Вот с такими неуместными мыслями я и попал в гостиную, поразившую меня своей скромностью, нет, не скромностью даже, а простотой. Кабинет того же Стеннерта смотрелся куда как солиднее и я бы сказал, богаче.
— Здравствуйте, господин Миллер! — Кройхт широко улыбнулся. По-доброму так улыбнулся, можно даже сказать, что искренне.
Я поприветствовал Кройхта, тот пригласил меня присесть в кресло возле низенького столика, сам уселся в другое.
— Итак, господин Миллер, — начал Кройхт, — как вы уже поняли, вчера в библиотеке была проверка, и вы ее успешно прошли. Конечно же, все ваши рекомендации и характеристики по служебной линии я читал, но хотелось, тем не менее, составить и личное впечатление.
Очень хотелось спросить: «И как, составили?», но не стал. Слишком нахально было бы, надо же и некоторую совесть иметь, иногда хотя бы. Однако же вопрос, пусть и не был произнесен вслух, явственно повис в воздухе, поэтому Кройхт и ответил:
— Составил, Федор Михайлович, составил.
И ответил, мать его, на чистом русском языке. Надо полагать, лицо мое напоминало всем известную картину никому не известного автора «Приплыли!», потому что Кройхт (да он, блин, такой же Кройхт, как я Миллер!), улыбнулся во всю ширину лица, громко хлопнул в ладони и сделал мне знак подождать. Ждать пришлось недолго. Открылась неприметная боковая дверь и та же служанка поставила на столик поднос с графином прозрачной жидкости, но явно не воды, двумя рюмками и — у меня аж слюнки потекли — тарелками с нарезанными ломтиками розоватого сала, пупырчатыми солеными огурчиками и большими ломтями черного, кажется, даже бородинского, хлеба.

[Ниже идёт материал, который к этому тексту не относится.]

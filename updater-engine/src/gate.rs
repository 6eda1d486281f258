//! Per-environment mutual exclusion.
//!
//! At most one reconciliation runs per environment. Acquisition never blocks:
//! a busy environment yields `None` immediately. The returned [`GateGuard`]
//! releases the environment when dropped, including on panic or when the
//! owning future is cancelled.

use std::collections::HashMap;
use std::sync::{Arc, Mutex, MutexGuard};

use serde::{Deserialize, Serialize};
use updater_core::EnvironmentId;

/// Where an environment is in its reconciliation cycle.
#[derive(Debug, Clone, Copy, PartialEq, Eq, Serialize, Deserialize)]
#[serde(rename_all = "snake_case")]
pub enum Phase {
    Idle,
    Evaluating,
    Updating,
    Committed,
    Failed,
}

impl std::fmt::Display for Phase {
    fn fmt(&self, f: &mut std::fmt::Formatter<'_>) -> std::fmt::Result {
        let label = match self {
            Phase::Idle => "idle",
            Phase::Evaluating => "evaluating",
            Phase::Updating => "updating",
            Phase::Committed => "committed",
            Phase::Failed => "failed",
        };
        f.write_str(label)
    }
}

#[derive(Debug, Clone, Default)]
pub struct EnvironmentGate {
    active: Arc<Mutex<HashMap<EnvironmentId, Phase>>>,
}

impl EnvironmentGate {
    pub fn new() -> Self {
        Self::default()
    }

    fn lock(&self) -> MutexGuard<'_, HashMap<EnvironmentId, Phase>> {
        // The map holds plain values; a panic elsewhere cannot corrupt it.
        self.active.lock().unwrap_or_else(|poisoned| poisoned.into_inner())
    }

    /// Claim `environment`, moving it to `Evaluating`. `None` if it is busy.
    pub fn try_acquire(&self, environment: &EnvironmentId) -> Option<GateGuard> {
        let mut active = self.lock();
        if active.contains_key(environment) {
            return None;
        }
        active.insert(environment.clone(), Phase::Evaluating);
        Some(GateGuard {
            gate: self.clone(),
            environment: environment.clone(),
        })
    }

    pub fn phase(&self, environment: &EnvironmentId) -> Phase {
        self.lock().get(environment).copied().unwrap_or(Phase::Idle)
    }

    /// Environments currently held, sorted by id.
    pub fn active(&self) -> Vec<(EnvironmentId, Phase)> {
        let mut held: Vec<_> = self
            .lock()
            .iter()
            .map(|(id, phase)| (id.clone(), *phase))
            .collect();
        held.sort_by(|a, b| a.0.cmp(&b.0));
        held
    }
}

/// Exclusive claim on one environment.
#[derive(Debug)]
pub struct GateGuard {
    gate: EnvironmentGate,
    environment: EnvironmentId,
}

impl GateGuard {
    pub fn environment(&self) -> &EnvironmentId {
        &self.environment
    }

    pub fn set(&self, phase: Phase) {
        if let Some(slot) = self.gate.lock().get_mut(&self.environment) {
            *slot = phase;
        }
    }
}

impl Drop for GateGuard {
    fn drop(&mut self) {
        self.gate.lock().remove(&self.environment);
    }
}
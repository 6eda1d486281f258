//! Config file watcher with trailing-edge debounce.

use std::fs;
use std::path::{Path, PathBuf};
use std::sync::Arc;
use std::time::Duration;

use notify::{recommended_watcher, Event, EventKind, RecommendedWatcher, RecursiveMode, Watcher};
use tokio::sync::{broadcast, mpsc};
use tokio::time::Instant;
use updater_core::config::load_settings_at;
use updater_engine::ReconciliationEngine;

use crate::error::{io_err, DaemonError};
use crate::paths::{config_file_name, updater_root, DEBOUNCE_WINDOW};

/// Fires once the event stream has been quiet for the window.
#[derive(Debug, Clone)]
pub(crate) struct Debounce {
    window: Duration,
    deadline: Option<Instant>,
}

impl Debounce {
    pub(crate) fn new(window: Duration) -> Self {
        Self {
            window,
            deadline: None,
        }
    }

    /// Record an event; pushes the deadline out.
    pub(crate) fn touch(&mut self, now: Instant) {
        self.deadline = Some(now + self.window);
    }

    pub(crate) fn deadline(&self) -> Option<Instant> {
        self.deadline
    }

    /// Consume the pending fire if its deadline has passed.
    pub(crate) fn fire(&mut self, now: Instant) -> bool {
        match self.deadline {
            Some(deadline) if now >= deadline => {
                self.deadline = None;
                true
            }
            _ => false,
        }
    }
}

pub(crate) async fn watcher_task(
    home: PathBuf,
    engine: Arc<ReconciliationEngine>,
    reload_tx: mpsc::Sender<()>,
    mut shutdown_rx: broadcast::Receiver<()>,
) -> Result<(), DaemonError> {
    let root = updater_root(&home);
    if !root.exists() {
        fs::create_dir_all(&root).map_err(|e| io_err(&root, e))?;
    }
    // Events arrive with canonical paths on some platforms.
    let root = fs::canonicalize(&root).unwrap_or(root);

    let (event_tx, mut event_rx) = mpsc::unbounded_channel::<notify::Result<Event>>();
    let mut watcher: RecommendedWatcher = recommended_watcher(move |event| {
        let _ = event_tx.send(event);
    })?;
    // The file is replaced by rename on save, so watch its directory.
    watcher.watch(&root, RecursiveMode::NonRecursive)?;
    tracing::debug!(path = %root.display(), "watching config directory");

    let mut debounce = Debounce::new(DEBOUNCE_WINDOW);

    loop {
        let deadline = debounce.deadline();
        let quiet = async move {
            match deadline {
                Some(deadline) => tokio::time::sleep_until(deadline).await,
                None => std::future::pending().await,
            }
        };

        tokio::select! {
            _ = shutdown_rx.recv() => break,
            _ = quiet => {
                if debounce.fire(Instant::now()) {
                    reload(&home, &engine, &reload_tx).await?;
                }
            }
            event = event_rx.recv() => {
                let Some(event) = event else { break };
                let event = match event {
                    Ok(event) => event,
                    Err(err) => {
                        tracing::warn!(error = %err, "watcher event error");
                        continue;
                    }
                };
                if is_relevant_event_kind(&event.kind)
                    && event.paths.iter().any(|path| is_config_file(path))
                {
                    debounce.touch(Instant::now());
                }
            }
        }
    }

    Ok(())
}

/// Reload settings and swap the environment set. A broken config keeps the
/// previous set running.
async fn reload(
    home: &Path,
    engine: &Arc<ReconciliationEngine>,
    reload_tx: &mpsc::Sender<()>,
) -> Result<(), DaemonError> {
    let home_for_load = home.to_path_buf();
    let loaded = tokio::task::spawn_blocking(move || load_settings_at(&home_for_load))
        .await
        .map_err(|err| DaemonError::Protocol(format!("config reload join error: {err}")))?;

    match loaded {
        Ok(settings) => {
            tracing::info!(
                environments = settings.environments.len(),
                "config changed, reloading environments",
            );
            engine.replace_environments(settings.environments);
            reload_tx
                .send(())
                .await
                .map_err(|_| DaemonError::ChannelClosed("reload queue"))?;
        }
        Err(err) => {
            tracing::warn!(error = %err, "config reload failed, keeping current environments");
        }
    }
    Ok(())
}

fn is_relevant_event_kind(kind: &EventKind) -> bool {
    matches!(kind, EventKind::Create(_) | EventKind::Modify(_))
}

fn is_config_file(path: &Path) -> bool {
    path.file_name().and_then(|name| name.to_str()) == Some(config_file_name())
}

— Ну что, познакомимся по-настоящему? — весело предложил Кройхт и не дожидаясь моего положительного ответа, продолжил: — Петров, Павел Андреевич.
— Кстати, Павел Андреевич, а почему Локас Кройхт? — спросил я, когда мы выпили за знакомство. Водка местная, кстати сказать, оказалась замечательной, а уж огурчики…
— Потому что «кройхт» по-имперски «камень», то же самое, что по-гречески «петр». А «локас» — «малый», как и «павел» по-латыни. Бабушка у меня верующая очень была, рассказала мне про мои имя да фамилию. С детства запомнил.
Выпили еще, на этот раз под сало с черным (бородинским, настоящим бородинским!) хлебушком.
— Вы, Федор Михайлович, сюда откуда попали? Что из России, ясно, я про время?
— Восемнадцатое июля две тысячи шестнадцатого года, — ответил я. Надо же, помню. Ну да, забудешь такое…
— И каким образом, если не секрет?
А что тут секретного? Рассказал я и про мостик на краю леса, и про знакомство с Николаем, Серегой да Алинкой, даже про дурачества с селфи не умолчал. Попутно, правда, пришлось пояснять, что такое селфи и как это вообще — фотографировать телефоном. Отметил для себя, что раз таких подробностей Петров не знает, то попал сюда намного раньше нас. Так и оказалось.
— Да, схема, в общем, стандартная — заинтересовать необъяснимым объектом, — емко подытожил Петров и чему-то усмехнулся. — А я сюда попал восьмого октября девяносто третьего. Задержался допоздна на работе, выхожу, коридор пустой, лампы через одну горят, иду и вдруг вижу дверь, которой никогда не было. Вот и зашел. Еще дверь за собой по привычке закрыл — и…
— И где оказались? Тоже в лесу?
— Ну что вы, Федор Михайлович, в каком лесу? — Петров аж поморщился. — Это вы из леса в лес попали, а я из одного коридора в другой…
В разговоре повисла пауза. Сообразив, что продолжать Павел Андреевич не очень-то и хочет, я попробовал зайти с другой стороны.
— В девяносто третьем году? Двадцать три года, значит, тут уже?